* TASK REQUIREMENTS
Could you copy every line of the data that contains the word "each"?

Start of THE RECORDS

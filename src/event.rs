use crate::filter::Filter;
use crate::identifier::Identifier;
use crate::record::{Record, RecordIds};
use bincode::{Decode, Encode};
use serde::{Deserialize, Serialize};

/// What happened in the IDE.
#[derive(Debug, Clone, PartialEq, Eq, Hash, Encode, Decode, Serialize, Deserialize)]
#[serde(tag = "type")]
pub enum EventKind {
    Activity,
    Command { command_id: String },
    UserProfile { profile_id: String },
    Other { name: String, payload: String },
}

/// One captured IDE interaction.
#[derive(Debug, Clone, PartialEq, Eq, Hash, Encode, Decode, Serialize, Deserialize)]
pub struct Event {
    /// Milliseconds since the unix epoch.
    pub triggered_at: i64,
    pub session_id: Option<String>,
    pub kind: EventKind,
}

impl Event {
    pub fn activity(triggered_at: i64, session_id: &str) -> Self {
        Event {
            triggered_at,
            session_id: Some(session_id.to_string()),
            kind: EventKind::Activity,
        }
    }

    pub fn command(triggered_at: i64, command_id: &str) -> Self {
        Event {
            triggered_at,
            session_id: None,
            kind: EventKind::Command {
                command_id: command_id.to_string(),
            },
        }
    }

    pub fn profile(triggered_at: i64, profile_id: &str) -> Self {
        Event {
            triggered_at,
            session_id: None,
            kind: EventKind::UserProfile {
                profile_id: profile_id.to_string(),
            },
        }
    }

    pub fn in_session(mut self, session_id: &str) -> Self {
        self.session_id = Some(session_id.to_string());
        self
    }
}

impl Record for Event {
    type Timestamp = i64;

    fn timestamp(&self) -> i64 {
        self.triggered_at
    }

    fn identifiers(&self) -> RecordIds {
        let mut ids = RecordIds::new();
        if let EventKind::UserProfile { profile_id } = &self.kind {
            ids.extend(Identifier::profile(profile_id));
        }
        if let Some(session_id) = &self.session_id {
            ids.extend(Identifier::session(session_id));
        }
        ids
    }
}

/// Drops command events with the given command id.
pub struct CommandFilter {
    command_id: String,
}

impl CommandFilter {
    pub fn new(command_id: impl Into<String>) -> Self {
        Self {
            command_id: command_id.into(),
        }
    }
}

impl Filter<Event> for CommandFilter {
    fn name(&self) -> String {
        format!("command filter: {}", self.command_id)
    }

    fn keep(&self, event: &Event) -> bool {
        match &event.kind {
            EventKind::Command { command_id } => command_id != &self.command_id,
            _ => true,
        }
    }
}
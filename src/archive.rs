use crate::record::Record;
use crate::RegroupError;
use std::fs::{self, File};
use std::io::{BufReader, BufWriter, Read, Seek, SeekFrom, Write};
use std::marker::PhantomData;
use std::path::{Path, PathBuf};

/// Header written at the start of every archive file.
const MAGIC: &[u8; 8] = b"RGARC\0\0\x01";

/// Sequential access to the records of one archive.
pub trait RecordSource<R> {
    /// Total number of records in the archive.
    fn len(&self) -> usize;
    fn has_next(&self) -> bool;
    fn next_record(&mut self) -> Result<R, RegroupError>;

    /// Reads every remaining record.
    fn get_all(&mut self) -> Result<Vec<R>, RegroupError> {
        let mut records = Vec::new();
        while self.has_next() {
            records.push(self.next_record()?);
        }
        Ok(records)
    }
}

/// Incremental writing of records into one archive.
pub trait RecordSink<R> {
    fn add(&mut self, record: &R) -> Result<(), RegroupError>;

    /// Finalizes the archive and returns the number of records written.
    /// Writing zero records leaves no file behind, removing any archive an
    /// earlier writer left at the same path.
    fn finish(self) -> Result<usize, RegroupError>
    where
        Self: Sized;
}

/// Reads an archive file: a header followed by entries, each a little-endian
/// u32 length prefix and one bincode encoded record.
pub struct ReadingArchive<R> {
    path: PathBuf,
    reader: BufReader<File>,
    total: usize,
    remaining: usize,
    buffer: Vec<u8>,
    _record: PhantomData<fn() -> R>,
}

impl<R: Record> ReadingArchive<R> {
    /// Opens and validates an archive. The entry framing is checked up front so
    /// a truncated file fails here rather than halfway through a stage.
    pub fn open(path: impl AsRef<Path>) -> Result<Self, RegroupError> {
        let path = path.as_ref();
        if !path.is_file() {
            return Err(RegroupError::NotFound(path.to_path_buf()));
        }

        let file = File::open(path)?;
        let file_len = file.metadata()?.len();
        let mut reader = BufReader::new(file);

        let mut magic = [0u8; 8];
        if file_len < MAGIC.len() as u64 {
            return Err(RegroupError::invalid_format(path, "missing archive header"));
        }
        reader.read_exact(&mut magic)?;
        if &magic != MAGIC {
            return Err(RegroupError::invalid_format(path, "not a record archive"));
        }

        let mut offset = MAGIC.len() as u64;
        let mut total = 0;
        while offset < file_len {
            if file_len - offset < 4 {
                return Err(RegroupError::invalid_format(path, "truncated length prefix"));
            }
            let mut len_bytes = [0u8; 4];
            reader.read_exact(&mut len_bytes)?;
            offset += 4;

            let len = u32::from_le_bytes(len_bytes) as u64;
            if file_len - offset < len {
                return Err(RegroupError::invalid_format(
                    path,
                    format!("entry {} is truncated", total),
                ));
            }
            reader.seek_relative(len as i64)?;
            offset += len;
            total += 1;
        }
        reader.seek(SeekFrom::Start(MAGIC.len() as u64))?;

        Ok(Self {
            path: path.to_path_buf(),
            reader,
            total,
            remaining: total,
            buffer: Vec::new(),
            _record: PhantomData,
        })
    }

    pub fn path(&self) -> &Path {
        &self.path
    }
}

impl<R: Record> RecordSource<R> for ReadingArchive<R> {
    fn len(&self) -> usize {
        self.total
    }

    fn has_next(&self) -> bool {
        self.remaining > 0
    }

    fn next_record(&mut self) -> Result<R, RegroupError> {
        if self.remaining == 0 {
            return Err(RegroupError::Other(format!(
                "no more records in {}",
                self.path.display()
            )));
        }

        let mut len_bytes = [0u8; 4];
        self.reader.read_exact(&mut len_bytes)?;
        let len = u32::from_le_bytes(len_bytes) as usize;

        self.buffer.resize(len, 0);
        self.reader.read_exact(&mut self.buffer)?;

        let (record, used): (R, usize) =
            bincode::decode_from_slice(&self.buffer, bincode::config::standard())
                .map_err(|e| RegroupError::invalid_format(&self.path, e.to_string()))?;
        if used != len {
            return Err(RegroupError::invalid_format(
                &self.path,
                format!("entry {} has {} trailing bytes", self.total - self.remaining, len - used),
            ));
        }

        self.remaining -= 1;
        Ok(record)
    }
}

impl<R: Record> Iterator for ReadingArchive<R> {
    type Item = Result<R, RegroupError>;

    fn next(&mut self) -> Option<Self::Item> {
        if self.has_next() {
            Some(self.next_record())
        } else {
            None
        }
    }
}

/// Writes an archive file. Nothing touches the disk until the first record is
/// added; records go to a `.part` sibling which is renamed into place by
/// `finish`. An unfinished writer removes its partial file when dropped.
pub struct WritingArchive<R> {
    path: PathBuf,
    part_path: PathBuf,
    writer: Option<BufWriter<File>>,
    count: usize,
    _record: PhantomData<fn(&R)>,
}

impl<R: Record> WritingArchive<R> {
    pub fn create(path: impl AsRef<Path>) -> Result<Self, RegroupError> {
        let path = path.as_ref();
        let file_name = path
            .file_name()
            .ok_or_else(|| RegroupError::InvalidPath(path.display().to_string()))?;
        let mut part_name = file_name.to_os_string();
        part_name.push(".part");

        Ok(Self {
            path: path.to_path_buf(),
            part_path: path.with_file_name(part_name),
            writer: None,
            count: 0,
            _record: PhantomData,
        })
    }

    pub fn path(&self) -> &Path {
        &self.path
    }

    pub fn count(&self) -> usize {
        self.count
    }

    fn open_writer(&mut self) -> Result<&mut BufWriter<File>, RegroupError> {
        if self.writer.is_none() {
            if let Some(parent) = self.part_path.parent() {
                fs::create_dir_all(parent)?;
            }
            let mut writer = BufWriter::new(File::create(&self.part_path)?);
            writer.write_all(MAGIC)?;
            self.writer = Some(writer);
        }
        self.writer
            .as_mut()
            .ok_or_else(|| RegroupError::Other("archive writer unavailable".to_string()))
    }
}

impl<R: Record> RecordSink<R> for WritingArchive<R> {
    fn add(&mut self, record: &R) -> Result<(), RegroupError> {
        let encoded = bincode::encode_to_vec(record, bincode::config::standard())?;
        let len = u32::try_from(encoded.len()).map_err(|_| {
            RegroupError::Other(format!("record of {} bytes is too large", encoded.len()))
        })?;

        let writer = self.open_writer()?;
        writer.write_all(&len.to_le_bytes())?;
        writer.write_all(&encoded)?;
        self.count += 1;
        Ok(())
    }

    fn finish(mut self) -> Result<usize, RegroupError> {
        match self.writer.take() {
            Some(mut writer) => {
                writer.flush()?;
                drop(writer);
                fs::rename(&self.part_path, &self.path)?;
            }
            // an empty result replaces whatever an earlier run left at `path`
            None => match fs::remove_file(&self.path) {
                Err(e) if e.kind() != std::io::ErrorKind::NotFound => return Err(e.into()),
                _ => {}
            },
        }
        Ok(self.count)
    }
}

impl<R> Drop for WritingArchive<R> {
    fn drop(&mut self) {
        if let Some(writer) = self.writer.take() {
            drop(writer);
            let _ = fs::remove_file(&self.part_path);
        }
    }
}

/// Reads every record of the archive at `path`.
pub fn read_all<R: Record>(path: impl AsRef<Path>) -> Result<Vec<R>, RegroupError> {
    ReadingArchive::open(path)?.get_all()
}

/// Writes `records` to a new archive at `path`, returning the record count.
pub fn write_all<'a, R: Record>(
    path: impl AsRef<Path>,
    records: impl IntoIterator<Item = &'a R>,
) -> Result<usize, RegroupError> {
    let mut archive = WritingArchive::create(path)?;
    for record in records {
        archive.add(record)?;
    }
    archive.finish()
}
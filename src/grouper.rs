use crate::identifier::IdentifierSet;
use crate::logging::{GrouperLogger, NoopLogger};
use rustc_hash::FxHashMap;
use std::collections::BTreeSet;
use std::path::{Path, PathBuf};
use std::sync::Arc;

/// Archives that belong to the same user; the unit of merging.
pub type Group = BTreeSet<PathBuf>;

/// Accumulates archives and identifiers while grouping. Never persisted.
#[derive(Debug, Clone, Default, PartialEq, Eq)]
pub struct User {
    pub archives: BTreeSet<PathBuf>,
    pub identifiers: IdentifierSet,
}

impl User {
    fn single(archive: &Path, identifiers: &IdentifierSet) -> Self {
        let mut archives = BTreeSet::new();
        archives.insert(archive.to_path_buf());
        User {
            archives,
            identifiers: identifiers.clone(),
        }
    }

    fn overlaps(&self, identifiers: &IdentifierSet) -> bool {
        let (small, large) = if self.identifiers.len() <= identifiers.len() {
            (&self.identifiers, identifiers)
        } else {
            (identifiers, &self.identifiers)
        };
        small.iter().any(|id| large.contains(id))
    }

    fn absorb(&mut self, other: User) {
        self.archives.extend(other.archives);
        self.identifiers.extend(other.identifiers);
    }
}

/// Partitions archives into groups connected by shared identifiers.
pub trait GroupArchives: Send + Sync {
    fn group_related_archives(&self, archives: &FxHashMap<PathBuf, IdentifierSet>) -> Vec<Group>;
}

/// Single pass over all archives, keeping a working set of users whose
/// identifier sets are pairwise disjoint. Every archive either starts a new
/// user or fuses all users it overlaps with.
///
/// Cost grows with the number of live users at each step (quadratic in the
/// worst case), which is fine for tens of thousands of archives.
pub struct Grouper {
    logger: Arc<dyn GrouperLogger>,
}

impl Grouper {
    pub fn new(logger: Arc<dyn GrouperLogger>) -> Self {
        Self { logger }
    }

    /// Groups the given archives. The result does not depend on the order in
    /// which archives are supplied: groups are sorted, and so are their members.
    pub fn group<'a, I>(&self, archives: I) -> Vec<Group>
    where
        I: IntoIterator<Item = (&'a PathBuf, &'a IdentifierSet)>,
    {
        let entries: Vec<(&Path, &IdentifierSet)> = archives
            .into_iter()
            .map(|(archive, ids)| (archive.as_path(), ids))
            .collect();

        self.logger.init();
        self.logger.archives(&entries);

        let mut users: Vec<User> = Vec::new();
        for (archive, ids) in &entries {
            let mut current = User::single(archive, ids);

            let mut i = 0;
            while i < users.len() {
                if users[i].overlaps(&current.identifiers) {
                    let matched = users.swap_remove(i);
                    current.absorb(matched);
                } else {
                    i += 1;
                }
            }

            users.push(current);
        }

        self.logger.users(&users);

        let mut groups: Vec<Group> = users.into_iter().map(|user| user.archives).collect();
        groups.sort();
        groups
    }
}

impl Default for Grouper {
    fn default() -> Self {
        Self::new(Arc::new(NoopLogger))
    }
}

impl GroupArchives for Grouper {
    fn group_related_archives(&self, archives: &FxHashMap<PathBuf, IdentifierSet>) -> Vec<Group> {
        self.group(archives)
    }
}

End of THE RECORDS

* RESPONSE FOR THIS EXERCISE
/// Reads an archive file: a header followed by entries, each a little-endian
/// Cost grows with the number of live users at each step (quadratic in the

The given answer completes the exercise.